I’ve seen you mention trigger point therapy before. It’s something I do, and it helps to a degree, but it has not had made a large change in my quality of life.
Suffer mainly from trigger points, but you’re treating the wrong ones/haven’t found effective treatment methods
Suffer from some other condition that’s causing trigger points in your muscles as a downstream effect
One thing that might give you a clue is to figure out just how bad your trigger points are. You won’t have a point of reference yourself, so I’d suggest visiting a few massage therapists and asking them after your massage whether you seem tighter than a typical client and where your worst tightness is. If your trigger points are very bad, or you have significant tightness/pain even in areas that aren’t close to your head, I’d update some in the direction of them representing the core of your problem.
If trigger points are your primary issue, then keep in mind they can require quite a lot of creative investigation to treat effectively. For example, my current hypothesis is that the eyestrain issues I struggled with a few months ago were caused in part by the following chain: morton’s foot → trigger points in my soleus → trigger points in my jaw muscles → trigger points in my upper sternocleidomastoid → trigger points in my eye muscles. It sounds weird, but when I spend a day walking around with inserts in my shoes to correct for the Morton’s Foot, my eyes feel like they’re loosening up when I lie down to sleep at the end of the day.
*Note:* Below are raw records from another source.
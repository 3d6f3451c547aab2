use std::fmt;
use std::sync::{Arc, Weak};
use std::time::Duration;

use parking_lot::Mutex;

use super::timer::{Timer, TimerCallback, TimerGuard};

/// 虚拟时间定时器：通过手动推进时间在测试中复现确定性的超时序列。
///
/// # 设计动机（Why）
/// - 超时竞速需要在 CI 中 100% 可重复，真实时间的抖动会让“谁先结算”变得不确定；
/// - 测试还需要断言“武装了几个定时器、各自多长”，例如缺省截止时间恰好为 2000ms、禁用超时时一个定时器都不武装。
///
/// # 行为概览（How）
/// - 内部维护自构造起的虚拟偏移 `elapsed` 与待触发条目；
/// - [`MockTimer::advance`] 逐个弹出到期条目（先按截止时间、再按武装顺序），释放锁后执行回调，
///   回调中新武装且在推进窗口内到期的定时器同样会被触发；
/// - 撤销句柄仅持有弱引用，定时器本身被释放后撤销为空操作。
#[derive(Clone, Default)]
pub struct MockTimer {
    inner: Arc<Mutex<MockState>>,
}

#[derive(Default)]
struct MockState {
    elapsed: Duration,
    next_id: u64,
    entries: Vec<MockEntry>,
    armed: Vec<Duration>,
}

struct MockEntry {
    id: u64,
    deadline: Duration,
    callback: TimerCallback,
}

impl MockTimer {
    pub fn new() -> Self {
        Self::default()
    }

    /// 推进虚拟时间，并按顺序执行期间到期的回调。
    pub fn advance(&self, delta: Duration) {
        let target = self.inner.lock().elapsed.saturating_add(delta);
        loop {
            let due = {
                let mut state = self.inner.lock();
                let next = state
                    .entries
                    .iter()
                    .enumerate()
                    .filter(|(_, entry)| entry.deadline <= target)
                    .min_by_key(|(_, entry)| (entry.deadline, entry.id))
                    .map(|(index, _)| index);
                match next {
                    Some(index) => {
                        let entry = state.entries.remove(index);
                        state.elapsed = state.elapsed.max(entry.deadline);
                        Some(entry.callback)
                    }
                    None => {
                        state.elapsed = state.elapsed.max(target);
                        None
                    }
                }
            };
            match due {
                Some(callback) => callback(),
                None => break,
            }
        }
    }

    /// 自构造起累积的虚拟时间。
    pub fn elapsed(&self) -> Duration {
        self.inner.lock().elapsed
    }

    /// 尚未触发且未撤销的定时器数量。
    pub fn pending(&self) -> usize {
        self.inner.lock().entries.len()
    }

    /// 按武装顺序返回所有武装过的时长（含已触发与已撤销的）。
    pub fn armed_delays(&self) -> Vec<Duration> {
        self.inner.lock().armed.clone()
    }
}

impl Timer for MockTimer {
    fn arm(&self, delay: Duration, callback: TimerCallback) -> TimerGuard {
        let id = {
            let mut state = self.inner.lock();
            let id = state.next_id;
            state.next_id += 1;
            let deadline = state.elapsed.saturating_add(delay);
            state.entries.push(MockEntry {
                id,
                deadline,
                callback,
            });
            state.armed.push(delay);
            id
        };

        let weak: Weak<Mutex<MockState>> = Arc::downgrade(&self.inner);
        TimerGuard::new(move || {
            if let Some(inner) = weak.upgrade() {
                // 回调在锁外释放，避免其析构逻辑重入本定时器。
                let removed = {
                    let mut state = inner.lock();
                    state
                        .entries
                        .iter()
                        .position(|entry| entry.id == id)
                        .map(|index| state.entries.remove(index))
                };
                drop(removed);
            }
        })
    }
}

impl fmt::Debug for MockTimer {
    fn fmt(&self, f: &mut fmt::Formatter<'_>) -> fmt::Result {
        let state = self.inner.lock();
        f.debug_struct("MockTimer")
            .field("elapsed", &state.elapsed)
            .field("pending", &state.entries.len())
            .field("armed", &state.armed)
            .finish()
    }
}
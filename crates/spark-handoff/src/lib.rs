#![deny(unsafe_code)]
#![doc = r#"
# spark-handoff

## 设计动机（Why）
- **定位**：在宿主资源（例如服务端实例）完成异步初始化之前，任意数量的消费者都可以
  “预约”该资源；初始化完成后按到达顺序交付，无需消费者感知初始化是否已开始、进行中或已结束。
- **架构角色**：只负责交接与同步，不实现资源自身的初始化逻辑；宿主通过 [`Lifecycle`]
  契约暴露“初始化完成”钩子与状态查询。
- **设计理念**：单一结算例程同时支撑回调与 Future 两种风格，每个等待者恰好结算一次。

## 核心契约（What）
- [`ReadinessGate::bind`]：一次性绑定资源，重复绑定返回 [`HandoffError::AlreadyBound`] 且不改变状态；
- [`ReadinessGate::is_ready`]：纯读取初始化完成标记，单调 `false → true`；
- [`ReadinessGate::ready`] / [`ReadinessGate::ready_with`]：按 [`WaitOptions`] 等待资源，
  超时以 [`HandoffError::TimedOut`] 结算，生命周期失败以 [`HandoffError::Lifecycle`] 结算。

## 实现策略（How）
- 状态机 `Unbound → BoundPendingInit → BoundInitialized` 由一把 `parking_lot::Mutex` 保护；
- 等待队列按到达顺序排空，交付经由有序发件箱在锁外执行，回调可安全重入；
- 超时通过可注入的 [`Timer`] 实现，测试中使用 [`MockTimer`] 推进虚拟时间。

## 风险与考量（Trade-offs）
- 默认 [`ThreadTimer`] 为每个带截止时间的等待者占用一个辅助线程，适合低频的启动期交接；
  高频场景请启用 `runtime-tokio` 并注入 `TokioTimer`。
"#]

mod binding;
pub mod config;
pub mod error;
mod gate;
pub mod lifecycle;
mod queue;
mod race;
pub mod test_stubs;
pub mod time;

pub use config::{DEFAULT_TIMEOUT, GateConfig, Timeout, WaitMode, WaitOptions};
pub use error::{HandoffError, LifecycleError, TimeoutError};
pub use gate::{GateBuilder, GateState, ReadinessGate, WaitFuture};
pub use lifecycle::{InitHook, Lifecycle};
#[cfg(feature = "runtime-tokio")]
pub use time::TokioTimer;
pub use time::{MockTimer, ThreadTimer, Timer, TimerCallback, TimerGuard};
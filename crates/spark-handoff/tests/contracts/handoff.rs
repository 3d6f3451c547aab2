//! 交接契约：资源绑定、初始化完成与等待者交付的端到端行为。
//!
//! # 覆盖范围（What）
//! - 完全初始化模式：初始化完成后才交付，且按调用顺序交付；
//! - 即时模式：资源一经绑定即交付；
//! - 构造期绑定、重复绑定、`is_ready` 迁移与 Future 风格的解析。
//!
//! 所有场景都使用虚拟时间驱动，避免依赖真实时钟。

mod support;

use std::sync::Arc;
use std::sync::atomic::{AtomicBool, Ordering};
use std::time::Duration;

use futures::executor::block_on;
use spark_handoff::test_stubs::StubResource;
use spark_handoff::{GateState, HandoffError, MockTimer, WaitMode, WaitOptions, error::codes};

use support::{Recorder, assert_handed_off, bound_gate, unbound_gate};

/// 验证：初始化完成后交付资源，且交付发生在启动前扩展之后。
#[test]
fn hands_off_resource_once_initialized() {
    let timer = MockTimer::new();
    let gate = unbound_gate(&timer);
    let server = StubResource::shared("server");
    let recorder = Recorder::default();

    let pre_started = Arc::new(AtomicBool::new(false));
    let flag = Arc::clone(&pre_started);
    server.on_pre_start(move || flag.store(true, Ordering::SeqCst));

    gate.bind(server.clone()).expect("first bind");
    let seen_pre_start = Arc::clone(&pre_started);
    let sink = recorder.callback(1);
    gate.ready_with(WaitOptions::new(), move |outcome| {
        assert!(seen_pre_start.load(Ordering::SeqCst), "交付必须晚于启动前扩展");
        sink(outcome);
    });
    assert_eq!(recorder.len(), 0, "初始化前不得交付");

    server.initialize();
    let outcomes = recorder.outcomes();
    assert_eq!(outcomes.len(), 1);
    assert_handed_off(&outcomes[0].1, &server);
}

/// 验证：绑定前已完成初始化的资源同样可以交付。
#[test]
fn hands_off_resource_initialized_before_binding() {
    let timer = MockTimer::new();
    let gate = unbound_gate(&timer);
    let server = StubResource::shared("server");
    server.initialize();
    let recorder = Recorder::default();

    gate.ready_with(WaitOptions::new(), recorder.callback(1));
    gate.bind(server.clone()).expect("first bind");

    let outcomes = recorder.outcomes();
    assert_eq!(outcomes.len(), 1);
    assert_handed_off(&outcomes[0].1, &server);
    assert!(gate.is_ready());
    assert_eq!(timer.pending(), 0, "交付后定时器必须撤销");
}

/// 验证：交付顺序与调用顺序一致，初始化后的调用排在其后。
#[test]
fn hands_off_in_call_order() {
    let timer = MockTimer::new();
    let gate = unbound_gate(&timer);
    let server = StubResource::shared("server");
    let recorder = Recorder::default();

    gate.ready_with(WaitOptions::new(), recorder.callback(1));
    gate.ready_with(WaitOptions::new(), recorder.callback(2));
    gate.bind(server.clone()).expect("first bind");
    gate.ready_with(WaitOptions::new(), recorder.callback(3));
    gate.ready_with(WaitOptions::new(), recorder.callback(4));
    assert_eq!(recorder.len(), 0);

    server.initialize();
    gate.ready_with(WaitOptions::new(), recorder.callback(5));

    assert_eq!(recorder.order(), [1, 2, 3, 4, 5]);
    for (_, outcome) in recorder.outcomes() {
        assert_handed_off(&outcome, &server);
    }
}

/// 验证：构造期绑定的资源在初始化后交付。
#[test]
fn accepts_resource_at_construction() {
    let timer = MockTimer::new();
    let server = StubResource::shared("server");
    let gate = bound_gate(&timer, &server);
    assert_eq!(gate.state(), GateState::BoundPendingInit);
    assert!(gate.lifecycle_attached());

    let recorder = Recorder::default();
    gate.ready_with(WaitOptions::new(), recorder.callback(1));
    server.initialize();

    let outcomes = recorder.outcomes();
    assert_eq!(outcomes.len(), 1);
    assert_handed_off(&outcomes[0].1, &server);
}

/// 验证：`is_ready` 只在初始化完成后为真，且此后保持为真。
#[test]
fn reports_readiness_transitions() {
    let timer = MockTimer::new();
    let gate = unbound_gate(&timer);
    let server = StubResource::shared("server");

    assert!(!gate.is_ready());
    gate.bind(server.clone()).expect("first bind");
    assert!(!gate.is_ready());
    server.initialize();
    assert!(gate.is_ready());
    server.initialize();
    assert!(gate.is_ready());
}

/// 验证：即时模式在绑定时交付，不等待初始化。
#[test]
fn immediate_mode_hands_off_on_bind() {
    let timer = MockTimer::new();
    let gate = unbound_gate(&timer);
    let server = StubResource::shared("server");
    let recorder = Recorder::default();

    gate.ready_with(WaitOptions::new().immediate(), recorder.callback(1));
    gate.ready_with(WaitOptions::new().immediate(), recorder.callback(2));
    gate.ready_with(WaitOptions::new().immediate(), recorder.callback(3));
    assert_eq!(recorder.len(), 0);

    gate.bind(server.clone()).expect("first bind");
    assert_eq!(recorder.order(), [1, 2, 3]);
    assert!(!gate.is_ready(), "即时交付不代表初始化完成");

    gate.ready_with(WaitOptions::new().immediate(), recorder.callback(4));
    assert_eq!(recorder.order(), [1, 2, 3, 4], "已绑定时立即交付");
    for (_, outcome) in recorder.outcomes() {
        assert_handed_off(&outcome, &server);
    }
}

/// 验证：两种模式混合时，即时模式先于完全初始化模式交付。
#[test]
fn modes_drain_independently() {
    let timer = MockTimer::new();
    let gate = unbound_gate(&timer);
    let server = StubResource::shared("server");
    let recorder = Recorder::default();

    gate.ready_with(WaitOptions::new(), recorder.callback(1));
    gate.ready_with(WaitOptions::new().immediate(), recorder.callback(2));
    gate.bind(server.clone()).expect("first bind");
    assert_eq!(recorder.order(), [2]);
    assert_eq!(gate.pending_waiters(), 1);

    server.initialize();
    assert_eq!(recorder.order(), [2, 1]);
}

/// 验证：重复绑定返回误用错误，原资源与等待者不受影响。
#[test]
fn rejects_second_binding() {
    let timer = MockTimer::new();
    let gate = unbound_gate(&timer);
    let first = StubResource::shared("first");
    let second = StubResource::shared("second");
    let recorder = Recorder::default();

    gate.bind(first.clone()).expect("first bind");
    gate.ready_with(WaitOptions::new(), recorder.callback(1));

    let error = gate.bind(second.clone()).expect_err("second bind must fail");
    assert_eq!(
        error.to_string(),
        "Can't call labbable.using(server) more than once."
    );
    assert_eq!(error.code(), codes::ALREADY_BOUND);
    assert!(matches!(error, HandoffError::AlreadyBound { .. }));
    assert_eq!(second.pending_hooks(), 0, "被拒绝的资源不得挂载钩子");

    let bound = gate.resource().expect("resource stays bound");
    assert!(Arc::ptr_eq(&bound, &first));

    first.initialize();
    let outcomes = recorder.outcomes();
    assert_eq!(outcomes.len(), 1);
    assert_handed_off(&outcomes[0].1, &first);
}

/// 验证：Future 风格在初始化后解析。
#[test]
fn ready_future_resolves_after_initialization() {
    let timer = MockTimer::new();
    let gate = unbound_gate(&timer);
    let server = StubResource::shared("server");

    let ready = gate.ready(WaitOptions::new());
    gate.bind(server.clone()).expect("first bind");
    server.initialize();

    let resolved = block_on(ready).expect("resource handed off");
    assert!(Arc::ptr_eq(&resolved, &server));
}

/// 验证：Future 风格的即时模式在绑定后解析。
#[test]
fn ready_future_resolves_immediately_after_binding() {
    let timer = MockTimer::new();
    let gate = unbound_gate(&timer);
    let server = StubResource::shared("server");

    let ready = gate.ready(WaitMode::Bound);
    gate.bind(server.clone()).expect("first bind");

    let resolved = block_on(ready).expect("resource handed off");
    assert!(Arc::ptr_eq(&resolved, &server));
    assert_eq!(timer.pending(), 0);
}

/// 验证：Future 风格在超时后以超时错误解析。
#[test]
fn ready_future_rejects_on_timeout() {
    let timer = MockTimer::new();
    let gate = unbound_gate(&timer);

    let ready = gate.ready(WaitOptions::new().timeout(Duration::from_millis(1)));
    timer.advance(Duration::from_millis(1));

    let error = block_on(ready).expect_err("waiter timed out");
    assert_eq!(error.code(), codes::TIMEOUT);
    assert_eq!(
        error.as_timeout().map(|timeout| timeout.elapsed()),
        Some(Duration::from_millis(1))
    );
}

/// 验证：回调中重入网关发起的等待，会排在当前批次之后交付。
#[test]
fn reentrant_waits_are_delivered_after_current_batch() {
    let timer = MockTimer::new();
    let gate = unbound_gate(&timer);
    let server = StubResource::shared("server");
    let recorder = Recorder::default();

    let reentrant = gate.clone();
    let sink = recorder.callback(1);
    let nested = recorder.callback(3);
    gate.ready_with(WaitOptions::new().no_timeout(), move |outcome| {
        sink(outcome);
        reentrant.ready_with(WaitOptions::new().no_timeout(), nested);
    });
    gate.ready_with(WaitOptions::new().no_timeout(), recorder.callback(2));

    gate.bind(server.clone()).expect("first bind");
    server.initialize();
    assert_eq!(recorder.order(), [1, 2, 3]);
}

/// 验证：丢弃未结算的 Future 只撤销它自己，其余等待者照常交付。
#[test]
fn dropped_future_is_withdrawn_from_the_queue() {
    let timer = MockTimer::new();
    let gate = unbound_gate(&timer);
    let server = StubResource::shared("server");
    let recorder = Recorder::default();

    gate.ready_with(WaitOptions::new(), recorder.callback(1));
    let abandoned = gate.ready(WaitOptions::new().timeout(Duration::from_millis(10)));
    let kept = gate.ready(WaitMode::Bound);
    assert_eq!(gate.pending_waiters(), 3);
    assert_eq!(timer.pending(), 3);

    drop(abandoned);
    assert_eq!(gate.pending_waiters(), 2);
    assert_eq!(timer.pending(), 2, "被丢弃等待者的定时器必须释放");

    gate.bind(server.clone()).expect("first bind");
    let bound = block_on(kept).expect("bound waiter handed off");
    assert!(Arc::ptr_eq(&bound, &server));
    server.initialize();
    timer.advance(Duration::from_millis(20));

    let outcomes = recorder.outcomes();
    assert_eq!(outcomes.len(), 1);
    assert_handed_off(&outcomes[0].1, &server);
    assert_eq!(gate.pending_waiters(), 0);
}
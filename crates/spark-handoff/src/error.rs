//! # error 模块说明
//!
//! ## 角色定位（Why）
//! - 集中定义交接原语对外暴露的三类错误：误用（重复绑定）、等待超时、宿主生命周期失败；
//! - 为每类错误提供稳定错误码，便于日志检索与告警聚合。
//!
//! ## 设计要求（What）
//! - 所有错误类型实现 `Clone`：一次生命周期失败需要扇出给多个等待者；
//! - 超时错误的文案格式固定，调用方与测试可以逐字匹配；
//! - 错误只交付给能够处理它的等待者，网关自身状态不会因等待者级别的错误而损坏。

use std::borrow::Cow;
use std::error::Error as StdError;
use std::fmt;
use std::sync::Arc;
use std::time::Duration;

use thiserror::Error;

use crate::config::WaitMode;

/// 稳定错误码。
pub mod codes {
    /// 重复绑定资源。
    pub const ALREADY_BOUND: &str = "spark.handoff.already_bound";
    /// 等待者在截止时间内未满足条件。
    pub const TIMEOUT: &str = "spark.handoff.timeout";
    /// 宿主资源的初始化生命周期报告失败。
    pub const LIFECYCLE_FAILED: &str = "spark.handoff.lifecycle_failed";
    /// 网关在等待者结算前被释放。
    pub const ABANDONED: &str = "spark.handoff.abandoned";
}

/// 交接原语的统一错误域。
///
/// # 教案式说明
/// - **意图 (Why)**：让回调风格与 Future 风格的调用方拿到同一种错误，避免两套并行的错误模型；
/// - **契约 (What)**：
///   - `AlreadyBound` 由 [`ReadinessGate::bind`](crate::ReadinessGate::bind) 同步返回，属于编程错误，不应重试；
///   - `TimedOut` 与 `Lifecycle` 经由等待者的结算通道交付，不会以 panic 形式抛出；
///   - `Abandoned` 表示最后一个网关句柄被释放时等待者仍未结算；
/// - **风险 (Trade-offs)**：枚举标记为 `#[non_exhaustive]`，下游匹配时需保留通配分支。
#[derive(Clone, Debug, Error)]
#[non_exhaustive]
pub enum HandoffError {
    /// 在已绑定资源的网关上再次调用绑定。
    #[error("Can't call {bind_call} more than once.")]
    AlreadyBound { bind_call: String },

    /// 等待者的截止时间先于满足条件到达。
    #[error(transparent)]
    TimedOut(#[from] TimeoutError),

    /// 宿主资源的初始化生命周期失败。
    #[error(transparent)]
    Lifecycle(#[from] LifecycleError),

    /// 网关被释放，等待者再无结算可能。
    #[error("{component} was dropped before the resource was handed off")]
    Abandoned { component: String },
}

impl HandoffError {
    /// 返回稳定错误码。
    pub fn code(&self) -> &'static str {
        match self {
            HandoffError::AlreadyBound { .. } => codes::ALREADY_BOUND,
            HandoffError::TimedOut(_) => codes::TIMEOUT,
            HandoffError::Lifecycle(_) => codes::LIFECYCLE_FAILED,
            HandoffError::Abandoned { .. } => codes::ABANDONED,
        }
    }

    /// 是否为超时错误。
    pub fn is_timeout(&self) -> bool {
        matches!(self, HandoffError::TimedOut(_))
    }

    /// 若为超时错误，返回其详情。
    pub fn as_timeout(&self) -> Option<&TimeoutError> {
        match self {
            HandoffError::TimedOut(timeout) => Some(timeout),
            _ => None,
        }
    }
}

/// 等待超时的详细信息。
///
/// # 教案式说明
/// - **意图 (Why)**：超时几乎总是因为调用方漏掉了某个动作（未触发初始化或未绑定资源），
///   文案直接提示可能遗漏的调用，缩短排障路径；
/// - **契约 (What)**：`Display` 输出严格为
///   `"<component> timed-out after <N>ms.  Did you forget to call <expected>?"`，
///   其中 `<expected>` 按 [`WaitMode`] 区分；
/// - **实现 (How)**：由 [`GateConfig::timeout_error`](crate::GateConfig::timeout_error) 根据网关配置拼装。
#[derive(Clone, Debug, PartialEq, Eq, Error)]
#[error("{component} timed-out after {}ms.  Did you forget to call {expected}?", .elapsed.as_millis())]
pub struct TimeoutError {
    component: String,
    elapsed: Duration,
    mode: WaitMode,
    expected: String,
}

impl TimeoutError {
    pub(crate) fn new(
        component: impl Into<String>,
        elapsed: Duration,
        mode: WaitMode,
        expected: impl Into<String>,
    ) -> Self {
        Self {
            component: component.into(),
            elapsed,
            mode,
            expected: expected.into(),
        }
    }

    /// 超时前已等待的时长。
    pub fn elapsed(&self) -> Duration {
        self.elapsed
    }

    /// 超时时所等待的条件。
    pub fn mode(&self) -> WaitMode {
        self.mode
    }

    /// 提示中“可能遗漏的调用”片段。
    pub fn expected(&self) -> &str {
        &self.expected
    }
}

/// 宿主资源初始化失败的描述。
///
/// # 契约说明（What）
/// - 同一个失败会交付给所有未结算与后续的 `Initialized` 模式等待者，因此内部以 `Arc` 共享底层原因；
/// - `Bound` 模式的等待者不依赖初始化结果，不会收到该错误。
#[derive(Clone, Debug)]
pub struct LifecycleError {
    message: Cow<'static, str>,
    source: Option<Arc<dyn StdError + Send + Sync + 'static>>,
}

impl LifecycleError {
    /// 以文案构造失败描述。
    pub fn new(message: impl Into<Cow<'static, str>>) -> Self {
        Self {
            message: message.into(),
            source: None,
        }
    }

    /// 包装宿主返回的底层错误，文案取自其 `Display`。
    pub fn from_error<E>(error: E) -> Self
    where
        E: StdError + Send + Sync + 'static,
    {
        Self {
            message: Cow::Owned(error.to_string()),
            source: Some(Arc::new(error)),
        }
    }

    /// 失败文案。
    pub fn message(&self) -> &str {
        &self.message
    }
}

impl fmt::Display for LifecycleError {
    fn fmt(&self, f: &mut fmt::Formatter<'_>) -> fmt::Result {
        write!(f, "resource initialization failed: {}", self.message)
    }
}

impl StdError for LifecycleError {
    fn source(&self) -> Option<&(dyn StdError + 'static)> {
        self.source
            .as_deref()
            .map(|source| source as &(dyn StdError + 'static))
    }
}

const _: fn() = || {
    fn assert_error_traits<T: StdError + Clone + Send + Sync + 'static>() {}

    assert_error_traits::<HandoffError>();
    assert_error_traits::<TimeoutError>();
    assert_error_traits::<LifecycleError>();
};
//! 宿主资源初始化生命周期的观察者。
//!
//! # 模块定位（Why）
//! - 宿主资源自带一次性的“初始化完成”钩子，但钩子可能在绑定之前就已经触发过；
//! - 观察者在绑定时挂载钩子，随即查询当前状态，若已完成则合成一次完成信号，而不是等待一个不会再来的事件。
//!
//! # 结构概览（What）
//! - [`Lifecycle`]：宿主需要实现的最小能力契约；
//! - [`InitHook`]：交给宿主保存的一次性完成钩子；
//! - `LifecycleObserver` / `InitState`：网关内部的挂载逻辑与完成记录。

use std::fmt;
use std::sync::Arc;

use crate::error::LifecycleError;

/// 初始化生命周期的结果。
pub type InitOutcome = Result<(), LifecycleError>;

/// 宿主资源的初始化生命周期契约。
///
/// # 接口约束（What）
/// - `on_initialized`：登记一次性钩子，宿主在启动序列结束时调用且仅调用一次；
///   若启动序列在登记之前已经结束，宿主可以丢弃该钩子，观察者会通过 `is_initialized` 自行发现；
/// - `is_initialized`：同步查询，反映同一个完成状态。
///
/// # 使用指引（How）
/// - 宿主通常在内部保存 `Vec<InitHook>`，启动完成时逐个调用 [`InitHook::complete`]，
///   失败时调用 [`InitHook::fail`]；参见 [`StubResource`](crate::test_stubs::StubResource)。
pub trait Lifecycle: Send + Sync + 'static {
    /// 初始化是否已经完成。
    fn is_initialized(&self) -> bool;

    /// 登记初始化完成钩子。
    fn on_initialized(&self, hook: InitHook);
}

impl<T: Lifecycle + ?Sized> Lifecycle for Arc<T> {
    fn is_initialized(&self) -> bool {
        (**self).is_initialized()
    }

    fn on_initialized(&self, hook: InitHook) {
        (**self).on_initialized(hook)
    }
}

/// 一次性初始化完成钩子。
pub struct InitHook {
    notify: Box<dyn FnOnce(InitOutcome) + Send + 'static>,
}

impl InitHook {
    pub fn new(notify: impl FnOnce(InitOutcome) + Send + 'static) -> Self {
        Self {
            notify: Box::new(notify),
        }
    }

    /// 报告初始化成功。
    pub fn complete(self) {
        self.signal(Ok(()))
    }

    /// 报告初始化失败。
    pub fn fail(self, error: LifecycleError) {
        self.signal(Err(error))
    }

    /// 报告初始化结果。
    pub fn signal(self, outcome: InitOutcome) {
        (self.notify)(outcome)
    }
}

impl fmt::Debug for InitHook {
    fn fmt(&self, f: &mut fmt::Formatter<'_>) -> fmt::Result {
        f.debug_struct("InitHook").finish_non_exhaustive()
    }
}

/// 初始化进度的单调记录。
#[derive(Clone, Debug, Default)]
pub(crate) enum InitState {
    #[default]
    Pending,
    Completed,
    Failed(LifecycleError),
}

impl InitState {
    /// 记录一次完成信号；仅首个信号生效，返回值表示本次是否发生了迁移。
    pub(crate) fn record(&mut self, outcome: InitOutcome) -> bool {
        if !matches!(self, InitState::Pending) {
            return false;
        }
        *self = match outcome {
            Ok(()) => InitState::Completed,
            Err(error) => InitState::Failed(error),
        };
        true
    }

    pub(crate) fn is_completed(&self) -> bool {
        matches!(self, InitState::Completed)
    }

    pub(crate) fn failure(&self) -> Option<&LifecycleError> {
        match self {
            InitState::Failed(error) => Some(error),
            _ => None,
        }
    }
}

/// 绑定时挂载钩子的观察者。
pub(crate) struct LifecycleObserver;

impl LifecycleObserver {
    /// 先挂载钩子，再查询当前状态；已完成时立刻合成完成信号。
    ///
    /// `on_complete` 可能被调用两次（钩子同步触发且状态查询同样为真），接收方必须幂等。
    pub(crate) fn attach<R, F>(resource: &R, on_complete: F)
    where
        R: Lifecycle + ?Sized,
        F: Fn(InitOutcome) + Send + Sync + 'static,
    {
        let on_complete = Arc::new(on_complete);
        let hook_target = Arc::clone(&on_complete);
        resource.on_initialized(InitHook::new(move |outcome| hook_target(outcome)));

        if resource.is_initialized() {
            tracing::debug!("resource already initialized at attach time, synthesizing completion");
            on_complete(Ok(()));
        }
    }
}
I recommend thoroughly reading the perpetuating factors chapter on every trigger point book you can get your hands on. Part of the reason I recommend SAMe is that one of the perpetuating factors that’s been identified for trigger point problems is folate deficiency, but some people (like me) have MTHFR mutations that interfere with folate motabolism, and SAMe helps get around that. (Getting 23andme can help you determine if you’re also an undermethylator.)
Make yourself the world’s foremost expert on trigger points (and any other field of research that seems helpful for your pain). Then you’ll have a great career if you do end up managing to fix yourself.
Yes. This is a common problem: look up ‘pain catastrophising’.
Then: Learn specific evidence-based strategies to deal with anxiety (relaxation techniques) and cognitive distortions like catastrophising (cognitive therapies).
Pain catastrophising seems like a bad thing. So are you saying that trying the reverse is a good thing?
Do you know any strategies that you can recommend?
I was recommended cognitive behaviour therapy because I’ve tried almost all medications. I’m guessing that its something like what you’re talking about.
Yes, decastrophising pain is a good thing based on empirical evidence and my personal experience.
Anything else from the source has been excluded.